Some analysts struck a cautious note on the upside data surprise, noting that the property sector remains a weak link for the economy and pointed to the lack of major reforms as another impediment to sustainable longer term revival.
“Due to the impact of holidays and low base effect in 2022, year-on-year figures cannot reflect the actual momentum of the economy,” said Xing Zhaopeng, senior China strategist at ANZ.
He said month-on-month figures suggest economic momentum has further weakened with “increasing deflationary risks”.
Even trips made during the eight-day Golden Week holiday earlier in October missed government estimate as economists say consumers are concerned about their jobs and income growth in an uncertain employment market.

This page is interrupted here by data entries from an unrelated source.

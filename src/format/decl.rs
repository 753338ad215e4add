//! Compact attribute declaration syntax.
//!
//! ```text
//! float3 position; unormb4 colour
//! hex uint flags; r10g10b10a2 normal;
//! ```
//!
//! Entries are separated by `;` or newlines. Each is an optional `hex`
//! modifier, a type with an optional component count (1..=4) and a name.
//! Attributes are packed back to back in buffer 0.

use super::{AttributeLayout, CompType, FormatParser, ResourceFormat, SpecialFormat};

/// Parser for the declaration syntax above.
#[derive(Clone, Copy, Debug, Default)]
pub struct DeclParser;

/// Base type keyword → (component type, byte width, shown as hex)
fn base_type(name: &str) -> Option<(CompType, u8, bool)> {
    Some(match name {
        "float" => (CompType::Float, 4, false),
        "half" => (CompType::Float, 2, false),
        "double" => (CompType::Double, 8, false),
        "int" => (CompType::SInt, 4, false),
        "uint" => (CompType::UInt, 4, false),
        "xint" => (CompType::UInt, 4, true),
        "short" => (CompType::SInt, 2, false),
        "ushort" => (CompType::UInt, 2, false),
        "xshort" => (CompType::UInt, 2, true),
        "byte" => (CompType::SInt, 1, false),
        "ubyte" => (CompType::UInt, 1, false),
        "xbyte" => (CompType::UInt, 1, true),
        "unormb" => (CompType::UNorm, 1, false),
        "unormh" => (CompType::UNorm, 2, false),
        "snormb" => (CompType::SNorm, 1, false),
        "snormh" => (CompType::SNorm, 2, false),
        _ => return None,
    })
}

fn parse_type(token: &str) -> Result<(ResourceFormat, bool), String> {
    if let Some(special) = SpecialFormat::from_name(token).filter(|s| s.packed_size().is_some()) {
        let comp_type = match special {
            SpecialFormat::R11G11B10 | SpecialFormat::R9G9B9E5 => CompType::Float,
            SpecialFormat::S8 => CompType::UInt,
            _ => CompType::UNorm,
        };
        return Ok((ResourceFormat::packed(special, comp_type), false));
    }

    let split = token
        .find(|c: char| c.is_ascii_digit())
        .unwrap_or(token.len());
    let (base, digits) = token.split_at(split);

    let (comp_type, width, hex) =
        base_type(base).ok_or_else(|| format!("unknown type '{}'", token))?;

    let count = if digits.is_empty() {
        1
    } else {
        match digits.parse::<u8>() {
            Ok(n @ 1..=4) => n,
            _ => return Err(format!("invalid component count in '{}'", token)),
        }
    };

    Ok((ResourceFormat::new(comp_type, count, width), hex))
}

impl FormatParser for DeclParser {
    fn parse(&self, text: &str) -> (Vec<AttributeLayout>, Vec<String>) {
        let mut attrs = Vec::new();
        let mut errors = Vec::new();
        let mut offset = 0u32;

        for (line_no, line) in text.lines().enumerate() {
            for entry in line.split(';') {
                let mut tokens = entry.split_whitespace().peekable();
                if tokens.peek().is_none() {
                    continue;
                }

                let mut hex = false;
                if tokens.peek() == Some(&"hex") {
                    hex = true;
                    tokens.next();
                }

                let Some(type_token) = tokens.next() else {
                    errors.push(format!("line {}: missing type", line_no + 1));
                    continue;
                };
                let Some(name) = tokens.next() else {
                    errors.push(format!("line {}: missing name after '{}'", line_no + 1, type_token));
                    continue;
                };
                if let Some(extra) = tokens.next() {
                    errors.push(format!("line {}: unexpected '{}'", line_no + 1, extra));
                    continue;
                }

                match parse_type(&type_token.to_ascii_lowercase()) {
                    Ok((format, type_hex)) => {
                        let attr = AttributeLayout::new(name, format)
                            .with_offset(offset)
                            .with_hex(hex || type_hex);
                        offset += format.byte_size() as u32;
                        attrs.push(attr);
                    }
                    Err(e) => errors.push(format!("line {}: {}", line_no + 1, e)),
                }
            }
        }

        (attrs, errors)
    }
}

The nationwide survey-based jobless rate stayed at 5.0% in October, unchanged from September, the NBS data showed.
China has been ramping up efforts to revive its post-COVID economy with a slew of policy support measures in recent months, although these steps have provided only modest benefits so far.
Wednesday’s upbeat data comes as a raft of other indicators for October released over recent weeks pointed to muted growth momentum. While imports grew unexpectedly, exports shrank at a quicker pace, household borrowing remained weak, consumer prices swung lower while factory deflation persisted for the 13th straight month.
The country’s central bank, People’s Bank of China (PBOC), boosted liquidity injections but kept the interest rate unchanged when rolling over maturing medium-term policy loans on Wednesday, matching market expectations.
In a rare revision last month, the government also lifted its 2023 budget deficit to around 3.8% of gross domestic product from 3% to account for the planned issuance of 1 trillion yuan ($137.10 billion) in sovereign bonds.
The PBOC has cut banks’ reserve requirement ratio (RRR) twice this year to free up liquidity to aid the economic recovery. Analysts widely expect another RRR cut in the final months of this year.
China’s crisis-hit property sector has yet to see a meaningful rebound despite strengthened support measures for homebuyers, including relaxing of home purchase restrictions and lowering in borrowing costs. The government plans to provide at least 1 trillion yuan of low-cost funding to the urban village renovation and affordable housing programmes, Bloomberg News reported on Tuesday, citing people familiar with the matter.
Property investment fell 9.3% in January-October year-on-year, after a similarly sharp 9.1% drop in January-September.
Fixed asset investment expanded 2.9% in the first 10 months from the same period a year earlier, versus expectations for a 3.1% rise. It grew 3.1% in the January-September period.